There was a plagiarism suit brought by the authors of Red Alert, which was the novel on which Dr. Strangelove was based, against Fail Safe which resulted in a settlement in which Fail Safe was not allowed to be shown in theatres until six months after the debut of Dr. Strangelove. Consequently, Fail Safe suffered at the box office. Contemporary audiences had a hard time keeping a straight face during the end-of-the-world plot of the latter after having laughed so hard at Kubrick’s spoof earlier the same year. Still, there are those who prefer Lumet’s serious take. Coming out of a New York theatre to find the city was still there was small comfort to many of the film’s patrons fearing it was just a matter of time before the events depicted in the film would come to fruition.
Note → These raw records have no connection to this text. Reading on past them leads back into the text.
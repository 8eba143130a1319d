//! TOML loader for store settings.
//!
//! Every key is optional; missing keys take the values of
//! [`StoreSettings::default`].
//!
//! ```toml
//! name = "Downtown Electronics"
//! tax_rate_percent = 7.25
//! currency = "USD"
//!
//! [logging]
//! level = "debug"
//! file = "retail-pos.log"
//! ```

use std::path::Path;

use retail_core::StoreSettings;
use tracing::{debug, info};

use crate::error::SettingsError;

/// Parses and validates store settings.
///
/// # Errors
///
/// Returns [`SettingsError::Parse`] for malformed TOML or a value of the
/// wrong type, and [`SettingsError::Invalid`] when validation fails.
pub fn load_settings_from_str(input: &str) -> Result<StoreSettings, SettingsError> {
    let settings: StoreSettings = toml::from_str(input)?;
    settings.validate()?;
    Ok(settings)
}

/// Reads `path` and delegates to [`load_settings_from_str`].
///
/// # Errors
///
/// Returns [`SettingsError::Io`] when the file cannot be read, or any error
/// of [`load_settings_from_str`].
pub fn load_settings_from_file(path: &Path) -> Result<StoreSettings, SettingsError> {
    let contents = std::fs::read_to_string(path).map_err(|source| SettingsError::Io {
        path: path.to_path_buf(),
        source,
    })?;
    let settings = load_settings_from_str(&contents)?;
    info!(path = %path.display(), store = %settings.name, "store settings loaded");
    Ok(settings)
}

/// Loads settings from `path`, or returns the defaults when there is none.
///
/// # Errors
///
/// Same as [`load_settings_from_file`].
pub fn load_settings(path: Option<&Path>) -> Result<StoreSettings, SettingsError> {
    match path {
        Some(path) => load_settings_from_file(path),
        None => {
            debug!("no settings file given; using defaults");
            Ok(StoreSettings::default())
        }
    }
}

#[cfg(test)]
mod tests {
    use pretty_assertions::assert_eq;
    use retail_core::StoreSettingsError;
    use rust_decimal_macros::dec;

    use super::*;

    #[test]
    fn empty_file_gives_defaults() {
        let settings = load_settings_from_str("").expect("empty settings are valid");

        assert_eq!(settings, StoreSettings::default());
    }

    #[test]
    fn parses_store_and_logging_tables() {
        let toml = r#"
name = "Downtown Electronics"
tax_rate_percent = 7.25
currency = "EUR"

[logging]
level = "debug"
"#;

        let settings = load_settings_from_str(toml).expect("should parse");

        assert_eq!(settings.name, "Downtown Electronics");
        assert_eq!(settings.tax_rate(), dec!(0.0725));
        assert_eq!(settings.currency_symbol(), "€");
        assert_eq!(settings.logging.level.as_deref(), Some("debug"));
        assert_eq!(settings.logging.file, None);
        assert_eq!(settings.receipt_footer, "Thank you for shopping with us!");
    }

    #[test]
    fn integer_tax_rate_is_accepted() {
        let settings = load_settings_from_str("tax_rate_percent = 5").expect("should parse");

        assert_eq!(settings.tax_rate(), dec!(0.05));
    }

    #[test]
    fn out_of_range_tax_rate_is_invalid() {
        let result = load_settings_from_str("tax_rate_percent = 150");

        match result.unwrap_err() {
            SettingsError::Invalid(err) => {
                assert_eq!(err, StoreSettingsError::InvalidTaxRate(dec!(150)));
            }
            other => panic!("expected Invalid error, got {:?}", other),
        }
    }

    #[test]
    fn wrong_type_is_a_parse_error() {
        let result = load_settings_from_str("name = 42");

        assert!(matches!(result, Err(SettingsError::Parse(_))));
    }

    #[test]
    fn no_path_gives_defaults() {
        assert_eq!(load_settings(None).expect("defaults"), StoreSettings::default());
    }
}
The stellar cast also includes Walter Matthau, Dan O’Herlihy, Frank Overton, Edward Binns, Fritz Weaver, and Larry Hagman. Extras include a new interview with critic J. Hoberman and a 2000 documentary featuring Lumet, O’Herlihy, and George Clooney, producer-star of a TV remake.

Arrow Academy has released a restored Blu-ray edition of Black Angel, an overlooked film noir from 1946, directed by Roy William Neil with a screenplay by Raymond Chandler from Cornell Woolrich’s novel. Dan Duryea stars as a man aiding the wife of an accused killer (June Vincent) investigating the murder of his ex-wife (Constance Dowling). Wallace Ford is his only friend, Broderick Crawford the detective on the case, and Peter Lorre one of the suspects.

Extras include an appreciation by film historian Neil Synyard.

Newly released on both Blu-ray and standard DVD are two disappointing new films.

Cynthia Erivo’s Oscar nomination for playing Harriet Tubman in Kasi Lemmons’ Harriet is well earned, but everything else about the film is a disappointment. Instead of simply telling Harriet’s amazing story, it turns her into a superhero and ends before half her story is even told with a short coda to give us the rest. Watch Cicely Tyson in the 1978 TV miniseries A Woman Called Moses instead.

There is simply no reason for Terminator: Dark Fate to exist. The original 1984 Terminator and its 1991 sequel Terminator 2: Judgment Day were instant classics, but subsequent iterations have all been disappointing. The latest stars Linda Hamilton and Arnold Schwarzenegger last seen together in the 1991 film. Just re-watch the first two films. That’s all the Terminator you’ll ever need.

This week’s new releases include Doctor Sleep and The Good Liar.